Так вот его, да и меня ныне, поразил ответ последнего: «Ну, — протянул ему патриарх, — это будет напечатано через двести лет». «Именно так и сказал, — пишет Слуцкий, — через двести лет, а не лет через двести. А ведь Эренбург был человеком точного ума, в политике разбирался… прогнозист… Я ему, — пишет, — не возражал…» Вот как это?
Потом — это поразительно! — те же слова скажет Суслов, «серый кардинал» ЦК КПСС, по поводу романа Василия Гроссмана «Жизнь и судьба». Это, скажет он, напечатают «лет через двести»… Какая, казалось бы, близорукость. Но как похожи в оценке времени либерал Эренбург и «черносотенец» Михаил Суслов…
Такая вот история послевоенной литературы. Ну, а в заключение — вот вам тот стих Слуцкого, который, думаю, останется в истории:
«Давайте после драки // Помашем кулаками, // Не только пиво-раки // Мы ели и лакали, // Нет, назначались сроки, // Готовились бои, // Готовились в пророки // Товарищи мои. // Сейчас все это странно, // Звучит все это глупо. // В пяти соседних странах // Зарыты наши трупы. // И мрамор лейтенантов — // Фанерный монумент — // Венчанье тех талантов, // Развязка тех легенд. // За наши судьбы (личные), // За нашу славу (общую), // за ту строку отличную, // Что мы искали ощупью, // За то, что не испортили // Ни песню мы, ни стих, // Давайте выпьем, мертвые, // За здравие живых!»

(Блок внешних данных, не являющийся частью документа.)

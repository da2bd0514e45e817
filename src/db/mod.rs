pub mod sqlite;
pub mod repository;

pub use sqlite::*;
pub use repository::*;

use thiserror::Error;

#[derive(Error, Debug)]
pub enum DatabaseError {
    #[error("SQLite error: {0}")]
    Sqlite(#[from] rusqlite::Error),

    #[error("Entity not found: {entity_type} with id {id}")]
    NotFound { entity_type: String, id: String },

    #[error("Invalid enum value for {field}: {value}")]
    InvalidEnum { field: String, value: String },

    #[error("Migration failed at version {version}: {reason}")]
    MigrationFailed { version: i64, reason: String },

    #[error("Cannot create database directory {path}: {source}")]
    Directory {
        path: std::path::PathBuf,
        source: std::io::Error,
    },

    #[error("Constraint violated: {0}")]
    ConstraintViolation(String),

    #[error("Serialization failed: {0}")]
    Serialization(#[from] serde_json::Error),
}

impl DatabaseError {
    /// True when the error is a UNIQUE constraint violation (duplicate email).
    pub fn is_unique_violation(&self) -> bool {
        match self {
            DatabaseError::Sqlite(rusqlite::Error::SqliteFailure(err, _)) => {
                err.extended_code == rusqlite::ffi::SQLITE_CONSTRAINT_UNIQUE
            }
            _ => false,
        }
    }
}
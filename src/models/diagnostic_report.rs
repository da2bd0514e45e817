use std::collections::BTreeMap;

use chrono::NaiveDateTime;
use serde::{Deserialize, Serialize};

/// Optional clinical measurements a doctor may attach to a diagnostic run.
#[derive(Debug, Clone, Default, PartialEq, Serialize, Deserialize)]
pub struct ClinicalMeasurements {
    pub mmse_score: Option<f64>,
    pub cdr_score: Option<f64>,
    pub csf_tau_level: Option<f64>,
    pub csf_abeta42_level: Option<f64>,
    pub apoe_status: Option<String>,
    pub mri_file_path: Option<String>,
}

#[derive(Debug, Clone)]
pub struct NewDiagnosticReport {
    pub patient_id: i64,
    pub doctor_id: i64,
    pub primary_diagnosis: String,
    pub diagnosis_confidence: f64,
    pub secondary_diagnoses: Vec<String>,
    pub disease_probabilities: BTreeMap<String, f64>,
    pub key_findings: Vec<String>,
    pub recommendations: Vec<String>,
    pub measurements: ClinicalMeasurements,
}

#[derive(Debug, Clone, Serialize, Deserialize)]
pub struct DiagnosticReport {
    pub id: i64,
    pub patient_id: i64,
    pub doctor_id: i64,
    pub primary_diagnosis: String,
    pub diagnosis_confidence: f64,
    pub secondary_diagnoses: Vec<String>,
    pub disease_probabilities: BTreeMap<String, f64>,
    pub key_findings: Vec<String>,
    pub recommendations: Vec<String>,
    #[serde(flatten)]
    pub measurements: ClinicalMeasurements,
    pub created_at: NaiveDateTime,
}
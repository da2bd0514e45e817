//! Doctor intervention log.

use axum::extract::State;
use axum::http::StatusCode;
use axum::{Extension, Json};
use serde::Deserialize;
use serde_json::{json, Value};

use super::auth::required;
use crate::api::error::ApiError;
use crate::api::types::{ApiContext, DoctorSession};
use crate::db;
use crate::diagnostics::record_write_failure;
use crate::models::enums::{AuditAction, EventType, Severity};
use crate::models::questionnaire::lenient;
use crate::models::{AuditEntry, NewHealthEvent};

const RECENT_INTERVENTIONS: u32 = 10;

/// `GET /doctor/interventions`
pub async fn list(State(ctx): State<ApiContext>) -> Result<Json<Value>, ApiError> {
    let conn = ctx.core.open_db()?;
    Ok(Json(json!({
        "patients": db::list_patient_names(&conn)?,
        "interventions": db::recent_interventions(&conn, RECENT_INTERVENTIONS)?,
    })))
}

#[derive(Debug, Deserialize)]
pub struct InterventionRequest {
    #[serde(default, deserialize_with = "lenient::integer")]
    pub patient_id: Option<i64>,
    #[serde(default)]
    pub diagnosis: String,
    #[serde(default)]
    pub intervention_type: String,
    #[serde(default)]
    pub details: String,
}

/// `POST /doctor/interventions`
pub async fn record(
    State(ctx): State<ApiContext>,
    Extension(doctor): Extension<DoctorSession>,
    Json(req): Json<InterventionRequest>,
) -> Result<(StatusCode, Json<Value>), ApiError> {
    let patient_id = req
        .patient_id
        .filter(|&id| id > 0)
        .ok_or_else(|| ApiError::BadRequest("patient_id is required".into()))?;
    let intervention_type = required("intervention_type", &req.intervention_type)?;
    let diagnosis = req.diagnosis.trim();

    let conn = ctx.core.open_db()?;
    if db::get_patient(&conn, patient_id)?.is_none() {
        return Err(ApiError::NotFound(format!("Patient {patient_id} not found")));
    }

    let event_id = db::insert_health_event(
        &conn,
        &NewHealthEvent {
            patient_id,
            event_type: EventType::Intervention,
            title: format!("{intervention_type} Intervention"),
            description: req.details.trim().to_string(),
            severity: Severity::Moderate,
            disease: (!diagnosis.is_empty()).then(|| diagnosis.to_string()),
        },
    )?;

    let audit = AuditEntry {
        user_id: Some(doctor.doctor_id),
        action: AuditAction::Create,
        table_name: "health_events".into(),
        record_id: event_id.to_string(),
        changes: json!({ "intervention_type": intervention_type, "patient_id": patient_id }),
    };
    if let Err(e) = db::insert_audit_entry(&conn, &audit) {
        tracing::warn!(event_id, error = %e, "Audit append failed");
        record_write_failure(&conn, Some(doctor.doctor_id), "audit_log", &event_id, &e);
    }

    tracing::info!(patient_id, doctor_id = doctor.doctor_id, event_id, "Intervention logged");
    Ok((
        StatusCode::CREATED,
        Json(json!({ "status": "created", "event_id": event_id })),
    ))
}
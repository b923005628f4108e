pub mod assess;
pub mod config;
pub mod error;
pub mod logging;
pub mod notice;
pub mod packing;
pub mod planner;
pub mod reconcile;
pub mod store;
pub mod supply;
pub mod types;

pub use assess::{Assessment, MaterialRequirement, Settings};
pub use error::{ErrorKind, ReconcileError, StoreError};
pub use notice::{LogSink, Notice, NoticeSink};
pub use packing::PackingEngine;
pub use planner::SheetCuttingPlanner;
pub use reconcile::{CancelToken, Decision, InventoryReconciler, Reconciliation};
pub use supply::SupplyRequestFactory;
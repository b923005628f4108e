use thiserror::Error;

use crate::types::{OrderId, OrderStatus, SheetId};

/// Failure reading or writing the order, catalog or supply data.
#[derive(Debug, Error)]
pub enum StoreError {
    #[error("database error: {0}")]
    Database(#[from] rusqlite::Error),

    #[error("{entity} {id} not found")]
    NotFound { entity: &'static str, id: i64 },

    #[error("remainder on sheet {sheet} changed: needed {needed}, found {found}")]
    RemainderChanged {
        sheet: SheetId,
        needed: u32,
        found: u32,
    },

    #[error("unknown order status '{0}'")]
    InvalidStatus(String),

    #[error("available stock on sheet {sheet} changed: needed {needed}, found {found}")]
    AvailableChanged {
        sheet: SheetId,
        needed: u32,
        found: u32,
    },

    #[error("{stock} stock of {material} is {missing} short of what the pass checked")]
    StockShort {
        material: String,
        stock: &'static str,
        missing: u32,
    },

    #[error("data store unavailable: {0}")]
    Unavailable(String),
}

pub type StoreResult<T> = Result<T, StoreError>;

#[derive(Debug, Clone, Copy, PartialEq, Eq)]
pub enum ErrorKind {
    DataAccess,
    InvalidTransition,
    Cancelled,
}

/// A failed reconciliation or supply-request attempt. The order status is
/// left as it was.
#[derive(Debug, Error)]
pub enum ReconcileError {
    #[error(transparent)]
    Store(#[from] StoreError),

    #[error("order {order} is {status}, cannot {action}")]
    InvalidTransition {
        order: OrderId,
        status: OrderStatus,
        action: &'static str,
    },

    #[error("reconciliation of order {0} cancelled before any write")]
    Cancelled(OrderId),
}

impl ReconcileError {
    pub fn kind(&self) -> ErrorKind {
        match self {
            ReconcileError::Store(_) => ErrorKind::DataAccess,
            ReconcileError::InvalidTransition { .. } => ErrorKind::InvalidTransition,
            ReconcileError::Cancelled(_) => ErrorKind::Cancelled,
        }
    }

    /// The order the failure is about, when the error itself names one.
    pub fn order(&self) -> Option<OrderId> {
        match self {
            ReconcileError::Store(StoreError::NotFound { entity: "order", id }) => Some(*id),
            ReconcileError::Store(_) => None,
            ReconcileError::InvalidTransition { order, .. } | ReconcileError::Cancelled(order) => {
                Some(*order)
            }
        }
    }
}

302. Трубниковский пер., 26
(с.), — доходный дом (с., 1912, арх. И. С. Кузнецов).Надо сказать, что на месте нынешнего дома когда-то, в 1824–1825 гг., жил с семьей поэт-партизан, прозаик, мемуарист, генерал-лейтенант уже, Денис Васильевич Давыдов
, у которого бывали тут Вяземский, Одоевский, Бестужев-Марлинский, Боратынский и многие другие. А вот в доме, который возвели здесь в 1912-м, с 1913 г. на последнем 7-м этаже жила с родителями тогда гимназистка Елена Ивановна (Дмитриевна) Дьяконова, ученическая подруга сестер Цветаевых и будущая жена (1917) сначала французского поэта Поля Элюара, а затем, с 1929 г. и до конца жизни, — художника Сальвадора Дали.